Taking the entries below from the top, restate each line exactly and end with the line containing "impl ContactRepository for MemoryContactRepository".

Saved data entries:
▬▬▬▬▬▬

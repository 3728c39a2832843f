//! Publisher contact metadata store.

use std::collections::BTreeMap;
use std::fmt;
use std::path::PathBuf;

use consignkit_settle::spec::SpecContactInfo;
use serde::{Deserialize, Serialize};

////////////////////////////////////////////////////////////////////////////////
// #region ContactRepository

/// Publisher id to contact metadata lookup.
pub trait ContactRepository {
    /// Contact for `publisher_id`, if one is stored.
    fn get(&self, publisher_id: &str) -> Result<Option<SpecContactInfo>, ContactStoreError>;

    /// Insert or replace the contact for `publisher_id`.
    fn put(&mut self, publisher_id: &str, info: SpecContactInfo) -> Result<(), ContactStoreError>;

    /// All stored contacts ordered by publisher id.
    fn list(&self) -> Result<BTreeMap<String, SpecContactInfo>, ContactStoreError>;
}

/// Canonical store key for a publisher id: trimmed and uppercased, matching
/// the ids derived from consignment headers.
pub fn derive_contact_key(publisher_id: &str) -> String {
    publisher_id.trim().to_uppercase()
}

/// In-memory store.
#[derive(Debug, Clone, Default)]
pub struct MemoryContactRepository {
    dict_contacts: BTreeMap<String, SpecContactInfo>,
}

impl MemoryContactRepository {
    /// Empty store.
    pub fn new() -> Self {
        Self::default()
    }
}

impl ContactRepository for MemoryContactRepository {
    fn get(&self, publisher_id: &str) -> Result<Option<SpecContactInfo>, ContactStoreError> {
        Ok(self
            .dict_contacts
            .get(&derive_contact_key(publisher_id))
            .cloned())
    }

    fn put(&mut self, publisher_id: &str, info: SpecContactInfo) -> Result<(), ContactStoreError> {
        self.dict_contacts
            .insert(derive_contact_key(publisher_id), info);
        Ok(())
    }

    fn list(&self) -> Result<BTreeMap<String, SpecContactInfo>, ContactStoreError> {
        Ok(self.dict_contacts.clone())
    }
}

/// JSON file store: one object keyed by publisher id.
///
/// A missing file reads as an empty store. Every `put` rewrites the file.
#[derive(Debug, Clone)]
pub struct JsonFileContactRepository {
    path: PathBuf,
}

impl JsonFileContactRepository {
    /// Store backed by `path`; the file is created on the first `put`.
    pub fn new(path: impl Into<PathBuf>) -> Self {
        Self { path: path.into() }
    }

    fn read_records(&self) -> Result<BTreeMap<String, SpecContactRecord>, ContactStoreError> {
        if !self.path.exists() {
            return Ok(BTreeMap::new());
        }
        let c_text = std::fs::read_to_string(&self.path).map_err(|err| ContactStoreError::Io {
            path: self.path.clone(),
            message: err.to_string(),
        })?;
        if c_text.trim().is_empty() {
            return Ok(BTreeMap::new());
        }
        serde_json::from_str(&c_text).map_err(|err| ContactStoreError::Parse {
            path: self.path.clone(),
            message: err.to_string(),
        })
    }

    fn write_records(
        &self,
        dict_records: &BTreeMap<String, SpecContactRecord>,
    ) -> Result<(), ContactStoreError> {
        let derive_io_error = |err: std::io::Error| ContactStoreError::Io {
            path: self.path.clone(),
            message: err.to_string(),
        };
        if let Some(dir_parent) = self.path.parent()
            && !dir_parent.as_os_str().is_empty()
        {
            std::fs::create_dir_all(dir_parent).map_err(derive_io_error)?;
        }
        let c_text = serde_json::to_string_pretty(dict_records)
            .map_err(|err| ContactStoreError::Serialize(err.to_string()))?;
        std::fs::write(&self.path, c_text).map_err(derive_io_error)
    }
}

impl ContactRepository for JsonFileContactRepository {
    fn get(&self, publisher_id: &str) -> Result<Option<SpecContactInfo>, ContactStoreError> {
        Ok(self
            .read_records()?
            .remove(&derive_contact_key(publisher_id))
            .map(SpecContactInfo::from))
    }

    fn put(&mut self, publisher_id: &str, info: SpecContactInfo) -> Result<(), ContactStoreError> {
        let mut dict_records = self.read_records()?;
        let c_key = derive_contact_key(publisher_id);
        dict_records.insert(c_key.clone(), SpecContactRecord::from(info));
        self.write_records(&dict_records)?;
        tracing::info!(publisher = %c_key, path = %self.path.display(), "Saved contact");
        Ok(())
    }

    fn list(&self) -> Result<BTreeMap<String, SpecContactInfo>, ContactStoreError> {
        Ok(self
            .read_records()?
            .into_iter()
            .map(|(c_id, record)| (c_id, SpecContactInfo::from(record)))
            .collect())
    }
}

// #endregion
////////////////////////////////////////////////////////////////////////////////
// #region Records

/// On-disk contact record; keys match the report labels.
#[derive(Debug, Clone, Default, Serialize, Deserialize)]
#[serde(default)]
struct SpecContactRecord {
    #[serde(rename = "PROVEEDOR")]
    proveedor: String,
    #[serde(rename = "CONTACTO")]
    contacto: String,
    #[serde(rename = "FONO / MAIL")]
    fono_mail: String,
    #[serde(rename = "DESCUENTO")]
    descuento: String,
    #[serde(rename = "PAGO")]
    pago: String,
    #[serde(rename = "FECHA")]
    fecha: String,
}

impl From<SpecContactRecord> for SpecContactInfo {
    fn from(record: SpecContactRecord) -> Self {
        Self {
            proveedor: record.proveedor,
            contacto: record.contacto,
            fono_mail: record.fono_mail,
            descuento: record.descuento,
            pago: record.pago,
            fecha: record.fecha,
        }
    }
}

impl From<SpecContactInfo> for SpecContactRecord {
    fn from(info: SpecContactInfo) -> Self {
        Self {
            proveedor: info.proveedor,
            contacto: info.contacto,
            fono_mail: info.fono_mail,
            descuento: info.descuento,
            pago: info.pago,
            fecha: info.fecha,
        }
    }
}

// #endregion
////////////////////////////////////////////////////////////////////////////////
// #region Errors

/// Contact store failures.
#[derive(Debug, Clone, PartialEq, Eq)]
pub enum ContactStoreError {
    /// Store file could not be read or written.
    Io {
        /// Store path.
        path: PathBuf,
        /// Underlying IO error text.
        message: String,
    },
    /// Store file is not valid contact JSON.
    Parse {
        /// Store path.
        path: PathBuf,
        /// Decoder message.
        message: String,
    },
    /// Records could not be encoded.
    Serialize(String),
}

impl fmt::Display for ContactStoreError {
    fn fmt(&self, f: &mut fmt::Formatter<'_>) -> fmt::Result {
        match self {
            Self::Io { path, message } => {
                write!(f, "Contact store IO failed at {}: {message}", path.display())
            }
            Self::Parse { path, message } => {
                write!(f, "Invalid contact store {}: {message}", path.display())
            }
            Self::Serialize(msg) => write!(f, "Failed to encode contacts: {msg}"),
        }
    }
}

impl std::error::Error for ContactStoreError {}

// #endregion
////////////////////////////////////////////////////////////////////////////////

#[cfg(test)]
mod tests {
    use super::*;

    fn contact(proveedor: &str) -> SpecContactInfo {
        SpecContactInfo {
            proveedor: proveedor.to_string(),
            fono_mail: "ventas@example.cl".to_string(),
            ..Default::default()
        }
    }

    #[test]
    fn test_memory_repository_get_put() {
        let mut repo = MemoryContactRepository::new();
        assert_eq!(repo.get("SM").expect("get"), None);
        repo.put("SM", contact("Ediciones SM")).expect("put");
        assert_eq!(repo.get("SM").expect("get"), Some(contact("Ediciones SM")));
        repo.put("SM", contact("SM Chile")).expect("put");
        assert_eq!(repo.list().expect("list").len(), 1);
        assert_eq!(repo.get("SM").expect("get"), Some(contact("SM Chile")));
    }

    #[test]
    fn test_json_repository_round_trip_uses_label_keys() {
        let dir = tempfile::tempdir().expect("tempdir");
        let path = dir.path().join("nested").join("contactos.json");
        let mut repo = JsonFileContactRepository::new(&path);
        assert_eq!(repo.get("SM").expect("empty store"), None);

        repo.put("SM", contact("Ediciones SM")).expect("put");
        repo.put("PLANETA", contact("Planeta")).expect("put");

        let c_text = std::fs::read_to_string(&path).expect("read");
        assert!(c_text.contains("\"FONO / MAIL\""));
        assert!(c_text.contains("\"PROVEEDOR\": \"Ediciones SM\""));

        let repo_reopened = JsonFileContactRepository::new(&path);
        assert_eq!(
            repo_reopened.get("SM").expect("get"),
            Some(contact("Ediciones SM"))
        );
        let l_ids: Vec<String> = repo_reopened.list().expect("list").into_keys().collect();
        assert_eq!(l_ids, vec!["PLANETA".to_string(), "SM".to_string()]);
    }

    #[test]
    fn test_repositories_canonicalize_publisher_id() {
        assert_eq!(derive_contact_key("  sm "), "SM");

        let mut repo = MemoryContactRepository::new();
        repo.put("sm", contact("Ediciones SM")).expect("put");
        assert_eq!(repo.get("SM").expect("get"), Some(contact("Ediciones SM")));

        let dir = tempfile::tempdir().expect("tempdir");
        let path = dir.path().join("contactos.json");
        let mut repo_json = JsonFileContactRepository::new(&path);
        repo_json.put(" planeta", contact("Planeta")).expect("put");
        assert_eq!(
            repo_json.get("PLANETA").expect("get"),
            Some(contact("Planeta"))
        );
        assert!(
            std::fs::read_to_string(&path)
                .expect("read")
                .contains("\"PLANETA\"")
        );
    }

    #[test]
    fn test_json_repository_partial_record_defaults_missing_fields() {
        let dir = tempfile::tempdir().expect("tempdir");
        let path = dir.path().join("contactos.json");
        std::fs::write(&path, r#"{"SM": {"PROVEEDOR": "Ediciones SM"}}"#).expect("seed");
        let repo = JsonFileContactRepository::new(&path);
        let info = repo.get("SM").expect("get").expect("present");
        assert_eq!(info.proveedor, "Ediciones SM");
        assert_eq!(info.pago, "");
    }

    #[test]
    fn test_json_repository_invalid_json_is_parse_error() {
        let dir = tempfile::tempdir().expect("tempdir");
        let path = dir.path().join("contactos.json");
        std::fs::write(&path, "{not json").expect("seed");
        let repo = JsonFileContactRepository::new(&path);
        assert!(matches!(
            repo.get("SM"),
            Err(ContactStoreError::Parse { .. })
        ));
    }
}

▬▬▬▬▬▬

» **COMPLETED TASK**:
repository 3728c39a2832843f
//! Publisher contact metadata store.

use std::collections::BTreeMap;
use std::fmt;
use std::path::PathBuf;

use consignkit_settle::spec::SpecContactInfo;
use serde::{Deserialize, Serialize};

////////////////////////////////////////////////////////////////////////////////
// #region ContactRepository

/// Publisher id to contact metadata lookup.
pub trait ContactRepository {
    /// Contact for `publisher_id`, if one is stored.
    fn get(&self, publisher_id: &str) -> Result<Option<SpecContactInfo>, ContactStoreError>;

    /// Insert or replace the contact for `publisher_id`.
    fn put(&mut self, publisher_id: &str, info: SpecContactInfo) -> Result<(), ContactStoreError>;

    /// All stored contacts ordered by publisher id.
    fn list(&self) -> Result<BTreeMap<String, SpecContactInfo>, ContactStoreError>;
}

/// Canonical store key for a publisher id: trimmed and uppercased, matching
/// the ids derived from consignment headers.
pub fn derive_contact_key(publisher_id: &str) -> String {
    publisher_id.trim().to_uppercase()
}

/// In-memory store.
#[derive(Debug, Clone, Default)]
pub struct MemoryContactRepository {
    dict_contacts: BTreeMap<String, SpecContactInfo>,
}

impl MemoryContactRepository {
    /// Empty store.
    pub fn new() -> Self {
        Self::default()
    }
}

impl ContactRepository for MemoryContactRepository {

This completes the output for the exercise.